Best poem about aging: Robert Frost’s “Provide, Provide.”
No memory of having starred
Atones for later disregard,
Or keeps the end from being hard.
“Why pretend that it is possible to soften that last hard bed?” Cather, The Professor’s House.
“I like your shoes,” a student told me. “Just like my grandfather’s. We call them his potato shoes.” I retired from teaching a month later.
Retirement. Noun. Putting new tires on an old car. See also retread.
I just turned sixty-eight. Friends in their eighties say, “You’re young!” Friends in their forties say, “You don’t look it!”
Variant from a swimmer at my club: “At least you still have your hair.”
Health clubs are for rehab (the old). Athletic clubs are for fun (the young). In between: the fitness club, with its Social Darwinist ethos. Teddy Roosevelt, his life “cluttered with the paraphernalia of physical culture—boxing gloves, dumbbells, horizontal bars” (Richard Hofstadter), set the national tone. Keep our young men fit to withstand the immigrant hordes.
To counter Roosevelt’s jingoism, the pacifist William James coined the phrase “the moral equivalent of war.” Toughen the boys up, James proposed, by sending them not to the front but “to coal and iron mines, to freight trains, to fishing fleets in December.” Basically, JFK’s Peace Corps.

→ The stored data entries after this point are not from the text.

//! Entry use-case service.
//!
//! # Responsibility
//! - Provide entry CRUD with goal-aware value checks.
//! - Back the home-card shortcuts that record today's value.
//!
//! # Invariants
//! - New and replaced entries must reference an existing goal and carry the
//!   value shape of that goal's type.
//! - Upserting today's entry keeps the existing entry's id and timestamp.

use crate::clock::Clock;
use crate::model::{Entry, EntryId, EntryValue, Goal, GoalId, GoalType};
use crate::progress::status::entry_on;
use crate::repo::{RecordRepository, RepoError};
use crate::store::CollectionStore;
use log::info;
use std::error::Error;
use std::fmt::{Display, Formatter};

/// Service error for entry use-cases.
#[derive(Debug)]
pub enum EntryServiceError {
    GoalNotFound(GoalId),
    EntryNotFound(EntryId),
    /// Value shape does not fit the goal type, e.g. a number for adherence.
    ValueMismatch { goal_type: GoalType, value: EntryValue },
    Repo(RepoError),
}

impl Display for EntryServiceError {
    fn fmt(&self, f: &mut Formatter<'_>) -> std::fmt::Result {
        match self {
            Self::GoalNotFound(id) => write!(f, "goal not found: {id}"),
            Self::EntryNotFound(id) => write!(f, "entry not found: {id}"),
            Self::ValueMismatch { goal_type, value } => {
                write!(f, "value `{value}` does not fit a {goal_type} goal")
            }
            Self::Repo(err) => write!(f, "{err}"),
        }
    }
}

impl Error for EntryServiceError {
    fn source(&self) -> Option<&(dyn Error + 'static)> {
        match self {
            Self::Repo(err) => Some(err),
            _ => None,
        }
    }
}

impl From<RepoError> for EntryServiceError {
    fn from(value: RepoError) -> Self {
        match value {
            RepoError::NotFound {
                collection: "entries",
                id,
            } => Self::EntryNotFound(id),
            RepoError::NotFound {
                collection: "goals",
                id,
            } => Self::GoalNotFound(id),
            other => Self::Repo(other),
        }
    }
}

pub type EntryServiceResult<T> = Result<T, EntryServiceError>;

/// Entry service facade over goal and entry repositories.
pub struct EntryService<G, E, C> {
    goals: RecordRepository<G, Goal>,
    entries: RecordRepository<E, Entry>,
    clock: C,
}

impl<S, C> EntryService<S, S, C>
where
    S: CollectionStore<Goal> + CollectionStore<Entry> + Clone,
    C: Clock,
{
    pub fn from_store(store: &S, clock: C) -> Self {
        Self::new(
            RecordRepository::new(store.clone()),
            RecordRepository::new(store.clone()),
            clock,
        )
    }
}

impl<G, E, C> EntryService<G, E, C>
where
    G: CollectionStore<Goal>,
    E: CollectionStore<Entry>,
    C: Clock,
{
    pub fn new(
        goals: RecordRepository<G, Goal>,
        entries: RecordRepository<E, Entry>,
        clock: C,
    ) -> Self {
        Self {
            goals,
            entries,
            clock,
        }
    }

    /// Lists entries in stored order, optionally only those of one goal.
    pub fn list_entries(&self, goal_id: Option<&str>) -> EntryServiceResult<Vec<Entry>> {
        let entries = self.entries.list()?;
        Ok(match goal_id {
            Some(goal_id) => entries
                .into_iter()
                .filter(|entry| entry.goal_id == goal_id)
                .collect(),
            None => entries,
        })
    }

    pub fn get_entry(&self, id: &str) -> EntryServiceResult<Entry> {
        Ok(self.entries.get(id)?)
    }

    pub fn create_entry(&self, entry: Entry) -> EntryServiceResult<Entry> {
        self.check_value(&entry)?;
        let entry = self.entries.create(entry)?;
        info!(
            "event=entry_create module=service status=ok entry_id={} goal_id={}",
            entry.id, entry.goal_id
        );
        Ok(entry)
    }

    pub fn update_entry(&self, id: &str, entry: Entry) -> EntryServiceResult<Entry> {
        self.check_value(&entry)?;
        let entry = self.entries.replace(id, entry)?;
        info!("event=entry_update module=service status=ok entry_id={}", entry.id);
        Ok(entry)
    }

    pub fn delete_entry(&self, id: &str) -> EntryServiceResult<()> {
        if !self.entries.delete(id)? {
            return Err(EntryServiceError::EntryNotFound(id.to_string()));
        }
        info!("event=entry_delete module=service status=ok entry_id={id}");
        Ok(())
    }

    /// Sets today's value for a goal, updating the first entry already
    /// dated today or creating one.
    pub fn record_today(
        &self,
        goal_id: &str,
        value: impl Into<EntryValue>,
    ) -> EntryServiceResult<Entry> {
        let value = value.into();
        let goal = self.goals.get(goal_id)?;
        if !value.fits(goal.kind) {
            return Err(EntryServiceError::ValueMismatch {
                goal_type: goal.kind,
                value,
            });
        }
        self.upsert_today(&goal, |_| value)
    }

    /// Flips today's adherence flag; a first tap records `true`.
    pub fn toggle_adherence_today(&self, goal_id: &str) -> EntryServiceResult<Entry> {
        let goal = self.goals.get(goal_id)?;
        if goal.kind != GoalType::Adherence {
            return Err(EntryServiceError::ValueMismatch {
                goal_type: goal.kind,
                value: EntryValue::Flag(true),
            });
        }
        self.upsert_today(&goal, |previous| {
            let done = previous.and_then(EntryValue::as_bool).unwrap_or(false);
            EntryValue::Flag(!done)
        })
    }

    fn upsert_today(
        &self,
        goal: &Goal,
        next_value: impl FnOnce(Option<EntryValue>) -> EntryValue,
    ) -> EntryServiceResult<Entry> {
        let today = self.clock.today();
        let now = self.clock.now();
        let entry = self.entries.modify(|entries| {
            let own: Vec<Entry> = entries
                .iter()
                .filter(|entry| entry.goal_id == goal.id)
                .cloned()
                .collect();
            let existing_id = entry_on(&own, today).map(|entry| entry.id.clone());

            match existing_id {
                Some(id) => {
                    let slot = entries
                        .iter_mut()
                        .find(|entry| entry.id == id)
                        .ok_or_else(|| RepoError::not_found::<Entry>(&id))?;
                    slot.value = next_value(Some(slot.value));
                    slot.validate()?;
                    Ok(slot.clone())
                }
                None => {
                    let entry = Entry::new(&goal.id, today, now, next_value(None));
                    entry.validate()?;
                    entries.push(entry.clone());
                    Ok(entry)
                }
            }
        })?;
        info!(
            "event=entry_record_today module=service status=ok goal_id={} entry_id={} date={}",
            goal.id, entry.id, today
        );
        Ok(entry)
    }

    fn check_value(&self, entry: &Entry) -> EntryServiceResult<()> {
        let goal = self.goals.get(&entry.goal_id)?;
        if !entry.value.fits(goal.kind) {
            return Err(EntryServiceError::ValueMismatch {
                goal_type: goal.kind,
                value: entry.value,
            });
        }
        Ok(())
    }
}
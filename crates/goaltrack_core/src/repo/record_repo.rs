//! Generic CRUD repository over one record collection.
//!
//! # Responsibility
//! - Provide list/get/create/replace/delete over any [`Record`] kind.
//! - Translate missing or conflicting ids into semantic errors.
//!
//! # Invariants
//! - Write paths call `Record::validate()` before mutating the collection.
//! - Ids are unique within a collection.
//! - `replace` keeps the record's position in the collection.

use crate::model::ModelValidationError;
use crate::store::{CollectionStore, Record, StoreError};
use std::error::Error;
use std::fmt::{Display, Formatter};
use std::marker::PhantomData;

pub type RepoResult<T> = Result<T, RepoError>;

/// Repository error for record persistence operations.
#[derive(Debug)]
pub enum RepoError {
    Validation(ModelValidationError),
    Store(StoreError),
    NotFound {
        collection: &'static str,
        id: String,
    },
    DuplicateId {
        collection: &'static str,
        id: String,
    },
    /// Path id and body id of a replace disagree.
    IdMismatch { path_id: String, body_id: String },
}

impl Display for RepoError {
    fn fmt(&self, f: &mut Formatter<'_>) -> std::fmt::Result {
        match self {
            Self::Validation(err) => write!(f, "{err}"),
            Self::Store(err) => write!(f, "{err}"),
            Self::NotFound { collection, id } => write!(f, "{} not found: {id}", singular(collection)),
            Self::DuplicateId { collection, id } => {
                write!(f, "{} already exists: {id}", singular(collection))
            }
            Self::IdMismatch { path_id, body_id } => {
                write!(f, "body id `{body_id}` does not match path id `{path_id}`")
            }
        }
    }
}

impl Error for RepoError {
    fn source(&self) -> Option<&(dyn Error + 'static)> {
        match self {
            Self::Validation(err) => Some(err),
            Self::Store(err) => Some(err),
            Self::NotFound { .. } | Self::DuplicateId { .. } | Self::IdMismatch { .. } => None,
        }
    }
}

impl From<ModelValidationError> for RepoError {
    fn from(value: ModelValidationError) -> Self {
        Self::Validation(value)
    }
}

impl From<StoreError> for RepoError {
    fn from(value: StoreError) -> Self {
        Self::Store(value)
    }
}

impl RepoError {
    pub fn not_found<T: Record>(id: &str) -> Self {
        Self::NotFound {
            collection: T::COLLECTION,
            id: id.to_string(),
        }
    }

    pub fn is_not_found(&self) -> bool {
        matches!(self, Self::NotFound { .. })
    }
}

fn singular(collection: &str) -> &str {
    match collection {
        "entries" => "entry",
        other => other.strip_suffix('s').unwrap_or(other),
    }
}

/// CRUD facade over a collection store.
#[derive(Debug, Clone)]
pub struct RecordRepository<S, T> {
    store: S,
    _record: PhantomData<fn() -> T>,
}

impl<S, T> RecordRepository<S, T>
where
    S: CollectionStore<T>,
    T: Record,
{
    pub fn new(store: S) -> Self {
        Self {
            store,
            _record: PhantomData,
        }
    }

    /// All records in stored order.
    pub fn list(&self) -> RepoResult<Vec<T>> {
        Ok(self.store.load()?)
    }

    pub fn find(&self, id: &str) -> RepoResult<Option<T>> {
        Ok(self.list()?.into_iter().find(|record| record.id() == id))
    }

    pub fn get(&self, id: &str) -> RepoResult<T> {
        self.find(id)?.ok_or_else(|| RepoError::not_found::<T>(id))
    }

    /// Appends a new record; its id must not exist yet.
    pub fn create(&self, record: T) -> RepoResult<T> {
        self.create_with(record, |_, _| Ok(()))
    }

    /// Like [`Self::create`], but `prepare` first sees the current collection
    /// and may adjust or reject the record. Runs under the store's write lock.
    pub fn create_with<E>(
        &self,
        mut record: T,
        prepare: impl FnOnce(&[T], &mut T) -> Result<(), E>,
    ) -> Result<T, E>
    where
        E: From<RepoError> + From<StoreError>,
    {
        self.store.modify(|records: &mut Vec<T>| {
            prepare(records.as_slice(), &mut record)?;
            record.validate().map_err(RepoError::from)?;
            if records.iter().any(|existing| existing.id() == record.id()) {
                return Err(RepoError::DuplicateId {
                    collection: T::COLLECTION,
                    id: record.id().to_string(),
                }
                .into());
            }
            records.push(record.clone());
            Ok(record)
        })
    }

    /// Replaces the record stored under `id` with `record` in place.
    pub fn replace(&self, id: &str, record: T) -> RepoResult<T> {
        self.replace_with(id, record, |_, _, _| Ok(()))
    }

    /// Like [`Self::replace`], but `prepare` receives the stored record and the
    /// whole collection first. Runs under the store's write lock, after the
    /// id is known to exist.
    pub fn replace_with<E>(
        &self,
        id: &str,
        mut record: T,
        prepare: impl FnOnce(&T, &[T], &mut T) -> Result<(), E>,
    ) -> Result<T, E>
    where
        E: From<RepoError> + From<StoreError>,
    {
        if record.id() != id {
            return Err(RepoError::IdMismatch {
                path_id: id.to_string(),
                body_id: record.id().to_string(),
            }
            .into());
        }
        self.store.modify(|records: &mut Vec<T>| {
            let index = records
                .iter()
                .position(|existing| existing.id() == id)
                .ok_or_else(|| RepoError::not_found::<T>(id))?;
            prepare(&records[index], records.as_slice(), &mut record)?;
            record.validate().map_err(RepoError::from)?;
            records[index] = record.clone();
            Ok(record)
        })
    }

    /// Removes the record with `id`. Returns whether anything was removed.
    pub fn delete(&self, id: &str) -> RepoResult<bool> {
        self.store.modify(|records: &mut Vec<T>| {
            let before = records.len();
            records.retain(|record| record.id() != id);
            Ok(records.len() != before)
        })
    }

    /// Runs a whole-collection mutation under the store's write lock.
    pub fn modify<R>(
        &self,
        apply: impl FnOnce(&mut Vec<T>) -> RepoResult<R>,
    ) -> RepoResult<R> {
        self.store.modify(apply)
    }
}

#[cfg(test)]
mod tests {
    use super::*;
    use crate::model::Tag;
    use crate::store::MemoryStore;

    fn repo() -> RecordRepository<MemoryStore<Tag>, Tag> {
        RecordRepository::new(MemoryStore::default())
    }

    #[test]
    fn create_rejects_duplicate_ids() {
        let repo = repo();
        let tag = Tag::new("work", "#3b82f6");
        repo.create(tag.clone()).unwrap();
        let err = repo.create(tag).unwrap_err();
        assert!(matches!(err, RepoError::DuplicateId { collection: "tags", .. }));
    }

    #[test]
    fn replace_requires_matching_existing_id() {
        let repo = repo();
        let tag = Tag::new("work", "#3b82f6");

        let missing = repo.replace(&tag.id, tag.clone()).unwrap_err();
        assert!(missing.is_not_found());
        assert_eq!(missing.to_string(), format!("tag not found: {}", tag.id));

        repo.create(tag.clone()).unwrap();
        let mismatch = repo.replace("other", tag.clone()).unwrap_err();
        assert!(matches!(mismatch, RepoError::IdMismatch { .. }));

        let mut renamed = tag.clone();
        renamed.name = "office".to_string();
        repo.replace(&tag.id, renamed).unwrap();
        assert_eq!(repo.get(&tag.id).unwrap().name, "office");
    }

    #[test]
    fn prepare_hooks_see_the_collection_and_can_reject() {
        let repo = repo();
        repo.create(Tag::new("home", "#22c55e")).unwrap();

        let created = repo
            .create_with(Tag::new("work", ""), |tags, tag| {
                tag.color = if tags.len() == 1 { "#3b82f6" } else { "#000000" }.to_string();
                Ok::<(), RepoError>(())
            })
            .unwrap();
        assert_eq!(created.color, "#3b82f6");

        let unknown = Tag::new("gym", "");
        let mut called = false;
        let err = repo
            .replace_with(&unknown.id, unknown.clone(), |_, _, _| {
                called = true;
                Ok::<(), RepoError>(())
            })
            .unwrap_err();
        assert!(err.is_not_found());
        assert!(!called);
    }

    #[test]
    fn invalid_records_never_reach_the_store() {
        let repo = repo();
        let err = repo.create(Tag::new("work", "blue")).unwrap_err();
        assert!(matches!(err, RepoError::Validation(_)));
        assert!(repo.list().unwrap().is_empty());
    }

    #[test]
    fn delete_reports_whether_a_record_was_removed() {
        let repo = repo();
        let tag = repo.create(Tag::new("home", "#22c55e")).unwrap();
        assert!(repo.delete(&tag.id).unwrap());
        assert!(!repo.delete(&tag.id).unwrap());
    }
}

William James died at sixty-eight.
Remember Kennedy’s Presidential Fitness Test? In the sixth grade I trained for the six-hundred-yard “run and walk” for months, circling the block during lunch hour in my sneakers. I came in second behind Suzy Dwyer. Consolation prize: she let me fondle her long hair in class.
“Throbbings of noontide.” What Hardy says old men feel when looking in the mirror.
In our seventh-grade class on Indiana history we learned about our Hoosier president, William Henry Harrison. Inaugurated in 1841, he was the oldest president to date. On his thirty-second day in office he died of a cold that had spread to his lungs, the shortest presidential tenure in history.
The hero of Tippecanoe was sixty-eight.
Randall Jarrell drafted a poem about looking in the mirror called “The Face,” which began with the line “Not good anymore, not handsome.” Revising the poem, he substituted “beautiful” for “handsome” and added an epigraph from Der Rosenkavalier, in which the Marschallin looks at her aging face in the mirror.
“How can such a thing happen?” asks the Marschallin. “Why does the good God arrange it so? When I am still the same person?”
The poor mirror! James Merrill gives it a voice:
I grow old under an intensity
Of questioning looks.
My mother once told me her pubic hair was turning gray. Primal scene with a vengeance.
“The whole hideous, inverted childhood.” Philip Larkin.
“It was like being a baby, in reverse.” Taylor.
Johannes Gutenberg. Rita Hayworth. Elizabeth Bishop. James Merrill. Dead at sixty-eight.
Muddy Waters died at sixty-eight (says his gravestone). Or seventy (says his marriage license).
Shostakovich composed his somber Sonata for Viola and Piano in time for his sixty-ninth birthday, when it received its premiere. He had died the previous month.
Ted Hughes died at sixty-eight. On my birthday.